Problem requirements: Return the records in full, with every character preserved.

--- Provided information ---

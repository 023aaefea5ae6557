//! The relay output fired when a countdown expires.

use embedded_hal::digital::StatefulOutputPin;

use crate::{Error, Result};

/// Relay actions requested outside the countdown tick.
#[cfg_attr(feature = "defmt", derive(defmt::Format))]
#[derive(Debug, Clone, Copy, PartialEq, Eq)]
pub enum RelayCommand {
    /// Return to the de-energised level.
    Release,
}

pub trait Relay {
    /// Flips the relay output.
    ///
    /// # Errors
    ///
    /// Returns an error if the output cannot be driven.
    fn toggle(&mut self) -> Result<()>;

    /// Drives the relay to its de-energised level.
    ///
    /// # Errors
    ///
    /// Returns an error if the output cannot be driven.
    fn release(&mut self) -> Result<()>;

    /// # Errors
    ///
    /// Returns an error if the output cannot be driven.
    fn apply(&mut self, command: RelayCommand) -> Result<()> {
        match command {
            RelayCommand::Release => self.release(),
        }
    }
}

/// A relay driver on one push-pull output, energised when HIGH.
pub struct RelayPin<P>(P);

impl<P: StatefulOutputPin> RelayPin<P> {
    pub const fn new(pin: P) -> Self {
        Self(pin)
    }
}

impl<P: StatefulOutputPin> Relay for RelayPin<P> {
    fn toggle(&mut self) -> Result<()> {
        self.0.toggle().map_err(|_| Error::CannotSetOutputState)
    }

    fn release(&mut self) -> Result<()> {
        self.0.set_low().map_err(|_| Error::CannotSetOutputState)
    }
}
//! Which of the two applications owns the keypad and the display.

use embedded_hal::digital::InputPin;

use crate::{Error, Result};

#[cfg_attr(feature = "defmt", derive(defmt::Format))]
#[derive(Debug, Clone, Copy, PartialEq, Eq, Default)]
pub enum Mode {
    #[default]
    Countdown,
    Calculator,
}

impl Mode {
    /// The mode the selector levels ask for, if it differs from `self`.
    ///
    /// The calculator signal wins when both are asserted. With neither asserted the current mode
    /// is held, so an unengaged selector never causes a switch.
    #[must_use]
    pub const fn requested(self, calculator_requested: bool, timer_requested: bool) -> Option<Self> {
        let wanted = if calculator_requested {
            Self::Calculator
        } else if timer_requested {
            Self::Countdown
        } else {
            return None;
        };
        match (self, wanted) {
            (Self::Countdown, Self::Countdown) | (Self::Calculator, Self::Calculator) => None,
            _ => Some(wanted),
        }
    }
}

/// The two selector levels.
pub trait ModeSignals {
    /// # Errors
    ///
    /// Returns an error if the selector line cannot be read.
    fn calculator_requested(&mut self) -> Result<bool>;

    /// # Errors
    ///
    /// Returns an error if the selector line cannot be read.
    fn timer_requested(&mut self) -> Result<bool>;
}

/// A selector switch on two inputs with external pull-downs; HIGH means requested.
pub struct ModeSwitch<I> {
    calculator: I,
    timer: I,
}

impl<I: InputPin> ModeSwitch<I> {
    pub const fn new(calculator: I, timer: I) -> Self {
        Self { calculator, timer }
    }
}

impl<I: InputPin> ModeSignals for ModeSwitch<I> {
    fn calculator_requested(&mut self) -> Result<bool> {
        self.calculator.is_high().map_err(|_| Error::CannotReadInput)
    }

    fn timer_requested(&mut self) -> Result<bool> {
        self.timer.is_high().map_err(|_| Error::CannotReadInput)
    }
}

---

Response area:
repository 023aaefea5ae6557
//! The relay output fired when a countdown expires.

use embedded_hal::digital::StatefulOutputPin;

use crate::{Error, Result};

/// Relay actions requested outside the countdown tick.
#[cfg_attr(feature = "defmt", derive(defmt::Format))]
#[derive(Debug, Clone, Copy, PartialEq, Eq)]
pub enum RelayCommand {
    /// Return to the de-energised level.
    Release,
}

pub trait Relay {
    /// Flips the relay output.
    ///
    /// # Errors
    ///
    /// Returns an error if the output cannot be driven.
    fn toggle(&mut self) -> Result<()>;

    /// Drives the relay to its de-energised level.
    ///
    /// # Errors
    ///
    /// Returns an error if the output cannot be driven.
    fn release(&mut self) -> Result<()>;

    /// # Errors
    ///
    /// Returns an error if the output cannot be driven.
    fn apply(&mut self, command: RelayCommand) -> Result<()> {
        match command {
            RelayCommand::Release => self.release(),
        }
    }
}

/// A relay driver on one push-pull output, energised when HIGH.
pub struct RelayPin<P>(P);

impl<P: StatefulOutputPin> RelayPin<P> {
    pub const fn new(pin: P) -> Self {
        Self(pin)
    }
}

impl<P: StatefulOutputPin> Relay for RelayPin<P> {
    fn toggle(&mut self) -> Result<()> {
        self.0.toggle().map_err(|_| Error::CannotSetOutputState)
    }

    fn release(&mut self) -> Result<()> {
        self.0.set_low().map_err(|_| Error::CannotSetOutputState)
    }
}
//! Which of the two applications owns the keypad and the display.

use embedded_hal::digital::InputPin;

use crate::{Error, Result};

#[cfg_attr(feature = "defmt", derive(defmt::Format))]
#[derive(Debug, Clone, Copy, PartialEq, Eq, Default)]
pub enum Mode {
    #[default]
    Countdown,
    Calculator,
}

impl Mode {
    /// The mode the selector levels ask for, if it differs from `self`.
    ///
    /// The calculator signal wins when both are asserted. With neither asserted the current mode
    /// is held, so an unengaged selector never causes a switch.
    #[must_use]
    pub const fn requested(self, calculator_requested: bool, timer_requested: bool) -> Option<Self> {
        let wanted = if calculator_requested {
            Self::Calculator
        } else if timer_requested {
            Self::Countdown
        } else {
            return None;
        };
        match (self, wanted) {
            (Self::Countdown, Self::Countdown) | (Self::Calculator, Self::Calculator) => None,
            _ => Some(wanted),
        }
    }
}

/// The two selector levels.
pub trait ModeSignals {
    /// # Errors
    ///
    /// Returns an error if the selector line cannot be read.
    fn calculator_requested(&mut self) -> Result<bool>;

    /// # Errors
    ///
    /// Returns an error if the selector line cannot be read.
    fn timer_requested(&mut self) -> Result<bool>;
}

/// A selector switch on two inputs with external pull-downs; HIGH means requested.
pub struct ModeSwitch<I> {
    calculator: I,
    timer: I,
}

impl<I: InputPin> ModeSwitch<I> {
    pub const fn new(calculator: I, timer: I) -> Self {
        Self { calculator, timer }
    }
}

impl<I: InputPin> ModeSignals for ModeSwitch<I> {
    fn calculator_requested(&mut self) -> Result<bool> {
        self.calculator.is_high().map_err(|_| Error::CannotReadInput)
    }

    fn timer_requested(&mut self) -> Result<bool> {
        self.timer.is_high().map_err(|_| Error::CannotReadInput)
    }
}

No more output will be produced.